Más tarde aprendí que esta ilusión mía no era vana: el cura párroco de la iglesia de la Paloma —la más popular de todo Madrid— había puesto las llaves de la iglesia en manos de las milicias, y su iglesia y las obras de arte que encerraban fueron salvadas y respetadas, aunque demolieron los santos de cartón de piedra y se llevaron los candeleros de latón, para hacer cartuchos. Y lo mismo pasó con San Sebastián, con San Ginés y con docenas de otras iglesias que se habían mantenido intactas, algunas de ellas en espera de las bombas que iban a caer.
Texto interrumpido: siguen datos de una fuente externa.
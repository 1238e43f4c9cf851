//! Result types for bulk search index operations.

use crate::errors::SearchIndexError;

/// Result of a batch operation for a single document.
///
/// Indicates whether indexing or deleting one document succeeded and carries
/// the error if it failed.
#[derive(Debug, Clone)]
pub struct BatchOperationResult {
    /// The document id within its document type.
    pub document_id: String,
    /// Whether the operation succeeded.
    pub success: bool,
    /// Error if the operation failed.
    pub error: Option<SearchIndexError>,
}

impl BatchOperationResult {
    pub fn succeeded(document_id: impl Into<String>) -> Self {
        Self {
            document_id: document_id.into(),
            success: true,
            error: None,
        }
    }

    pub fn failed(document_id: impl Into<String>, error: SearchIndexError) -> Self {
        Self {
            document_id: document_id.into(),
            success: false,
            error: Some(error),
        }
    }
}

/// Summary of a batch operation containing aggregate statistics and individual results.
///
/// Lets callers handle partial failures: a bulk request can succeed as a whole
/// while individual documents are rejected.
#[derive(Debug, Clone, Default)]
pub struct BatchOperationSummary {
    /// Total number of items in the batch.
    pub total: usize,
    /// Number of successful operations.
    pub succeeded: usize,
    /// Number of failed operations.
    pub failed: usize,
    /// Individual results for each item.
    pub results: Vec<BatchOperationResult>,
}

impl BatchOperationSummary {
    /// An empty summary, returned for empty batches.
    pub fn empty() -> Self {
        Self::default()
    }

    /// Build a summary from per-document results.
    pub fn from_results(results: Vec<BatchOperationResult>) -> Self {
        let succeeded = results.iter().filter(|r| r.success).count();
        Self {
            total: results.len(),
            succeeded,
            failed: results.len() - succeeded,
            results,
        }
    }

    /// Results of the documents that failed.
    pub fn failures(&self) -> impl Iterator<Item = &BatchOperationResult> {
        self.results.iter().filter(|r| !r.success)
    }
}

#[cfg(test)]
mod tests {
    use super::*;

    #[test]
    fn test_summary_from_results() {
        let summary = BatchOperationSummary::from_results(vec![
            BatchOperationResult::succeeded("1"),
            BatchOperationResult::failed("2", SearchIndexError::bulk_index("mapper_parsing_exception")),
            BatchOperationResult::succeeded("3"),
        ]);

        assert_eq!(summary.total, 3);
        assert_eq!(summary.succeeded, 2);
        assert_eq!(summary.failed, 1);
        assert_eq!(
            summary.failures().map(|r| r.document_id.as_str()).collect::<Vec<_>>(),
            vec!["2"]
        );
    }
}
(Arturo Barea, La forja de un rebelde, 3. La llama, p. 125, Ediciones Turner, Madrid, 1984, y también en la edición prologada por Nigel Towson, pp. 616 y 617, Editorial Debate, S. A., Barcelona, 2000).
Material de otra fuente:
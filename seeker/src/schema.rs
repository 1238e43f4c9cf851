//! Default search schemas derived from entity types.

use std::fmt;
use std::sync::Arc;

use seeker_shared::{FieldSchema, FieldType};

use crate::source::{EntityType, FieldDescriptor, FieldKind};

/// Maps a declared field to its search field type.
pub type FieldFactory = Arc<dyn Fn(&FieldDescriptor) -> FieldType + Send + Sync>;

/// Default search field type for a relational field.
///
/// Dates and datetimes become dates, integers become longs, and everything
/// else is analyzed text with a `raw` keyword sibling.
pub fn document_field(field: &FieldDescriptor) -> FieldType {
    match field.kind {
        FieldKind::Date | FieldKind::DateTime => FieldType::Date,
        FieldKind::Integer => FieldType::Long,
        _ => FieldType::text_with_raw(),
    }
}

/// Build the default schema for `entity`, applying `overrides` on top.
pub fn build_schema(entity: &EntityType, overrides: FieldSchema) -> FieldSchema {
    SchemaBuilder::new(entity).overrides(overrides).build()
}

/// Explicit schema builder for an entity type.
///
/// Every declared field except auto primary keys is derived, scalar and
/// to-one fields first, then to-many fields, each group in declaration order.
/// Overrides replace the derived type of a field in place; override names
/// that are not declared fields (computed fields, or paths such as
/// `author__name`) are appended after the derived fields.
///
/// # Example
///
/// ```
/// use seeker::schema::SchemaBuilder;
/// use seeker::source::{EntityType, FieldDescriptor, FieldKind};
/// use seeker_shared::{FieldSchema, FieldType};
///
/// let article = EntityType::new("Article")
///     .field(FieldDescriptor::new("title", FieldKind::Char))
///     .field(FieldDescriptor::new("views", FieldKind::Integer));
///
/// let schema = SchemaBuilder::new(&article)
///     .exclude(["views"])
///     .overrides(FieldSchema::new().with("author__name", FieldType::Keyword))
///     .build();
///
/// assert_eq!(schema.names().collect::<Vec<_>>(), vec!["title", "author__name"]);
/// ```
pub struct SchemaBuilder<'a> {
    entity: &'a EntityType,
    only: Option<Vec<String>>,
    exclude: Vec<String>,
    factory: Option<FieldFactory>,
    overrides: FieldSchema,
}

impl<'a> SchemaBuilder<'a> {
    pub fn new(entity: &'a EntityType) -> Self {
        Self {
            entity,
            only: None,
            exclude: Vec::new(),
            factory: None,
            overrides: FieldSchema::new(),
        }
    }

    /// Derive only the named fields.
    pub fn only<I, S>(mut self, names: I) -> Self
    where
        I: IntoIterator<Item = S>,
        S: Into<String>,
    {
        self.only = Some(names.into_iter().map(Into::into).collect());
        self
    }

    /// Skip the named fields.
    pub fn exclude<I, S>(mut self, names: I) -> Self
    where
        I: IntoIterator<Item = S>,
        S: Into<String>,
    {
        self.exclude.extend(names.into_iter().map(Into::into));
        self
    }

    /// Replace `document_field` for every derived field.
    pub fn field_factory(mut self, factory: FieldFactory) -> Self {
        self.factory = Some(factory);
        self
    }

    pub fn overrides(mut self, overrides: FieldSchema) -> Self {
        for (name, field_type) in overrides.iter() {
            self.overrides.insert(name, field_type.clone());
        }
        self
    }

    /// Add a computed or path field that has no declared counterpart.
    pub fn computed(mut self, name: impl Into<String>, field_type: FieldType) -> Self {
        self.overrides.insert(name, field_type);
        self
    }

    fn selected(&self, field: &FieldDescriptor) -> bool {
        if field.kind == FieldKind::Auto {
            return false;
        }
        if let Some(only) = &self.only {
            if !only.contains(&field.name) {
                return false;
            }
        }
        !self.exclude.contains(&field.name)
    }

    fn derive(&self, field: &FieldDescriptor) -> FieldType {
        if let Some(field_type) = self.overrides.get(&field.name) {
            return field_type.clone();
        }
        match &self.factory {
            Some(factory) => factory(field),
            None => document_field(field),
        }
    }

    pub fn build(self) -> FieldSchema {
        let (many, scalar): (Vec<_>, Vec<_>) = self
            .entity
            .fields()
            .iter()
            .filter(|field| self.selected(field))
            .partition(|field| field.kind.is_to_many());

        let mut schema: FieldSchema = scalar
            .into_iter()
            .chain(many)
            .map(|field| (field.name.clone(), self.derive(field)))
            .collect();

        // Overrides are explicit: they land even for fields derivation skips.
        for (name, field_type) in self.overrides.iter() {
            if !schema.contains(name) {
                schema.insert(name, field_type.clone());
            }
        }

        schema
    }
}

impl fmt::Debug for SchemaBuilder<'_> {
    fn fmt(&self, f: &mut fmt::Formatter<'_>) -> fmt::Result {
        f.debug_struct("SchemaBuilder")
            .field("entity", &self.entity.name())
            .field("only", &self.only)
            .field("exclude", &self.exclude)
            .field("factory", &self.factory.is_some())
            .field("overrides", &self.overrides)
            .finish()
    }
}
Y los autores de Os salvaré la vida, a propósito de los mismos hechos:
¿Qué habría ocurrido si el antiguo padre prefecto hubiera abierto de par en par las puertas de la iglesia y del colegio y se hubiera quedado él allí, bajo el dintel, frente a frente con los asaltantes? No le habrían atacado, estaba seguro. Como hizo el cura de la iglesia de la Paloma, que había puesto las llaves de la iglesia en manos de las milicias, y su iglesia y las obras de arte que encerraba fueron salvadas y respetadas, aunque demolieron los santos de cartón piedra y se llevaron los candeleros de latón para hacer cartuchos. Y lo mismo pasó con San Sebastián, con San Ginés y con docenas de otras iglesias que se habían mantenido intactas, algunas de ellas en espera de las bombas que iban a caer.
(Joaquín Leguina/Rubén Buren, Os salvaré la vida, p. 247, Espasa Libros, S. L. U., Barcelona, 2017)
Bien está, señor Buren, que Bakunin predicara que «la propiedad es un robo», pero cobrar derechos de autor a costa de lo que han escrito otros nos parece doblemente feo; lo de «100 años de honradez», señor Leguina, debería ser para usted algo más que un eslogan, una norma de conducta.
El libro se cierra con un epílogo de José Antonio Martín Otin, que no entendemos cómo se ha prestado a este juego sucio.
Melchor Rodríguez, creemos, se merecía —y se merece— una obra mucho mejor, en forma de novela o en forma de biografía, y no este híbrido que, a nuestro modesto entender, no se aguanta por parte alguna. En cualquier caso, el que parece ser era el lema que guio toda su actuación durante la contienda fratricida, sigue vigente: «Se puede morir por las ideas, pero no matar por ellas».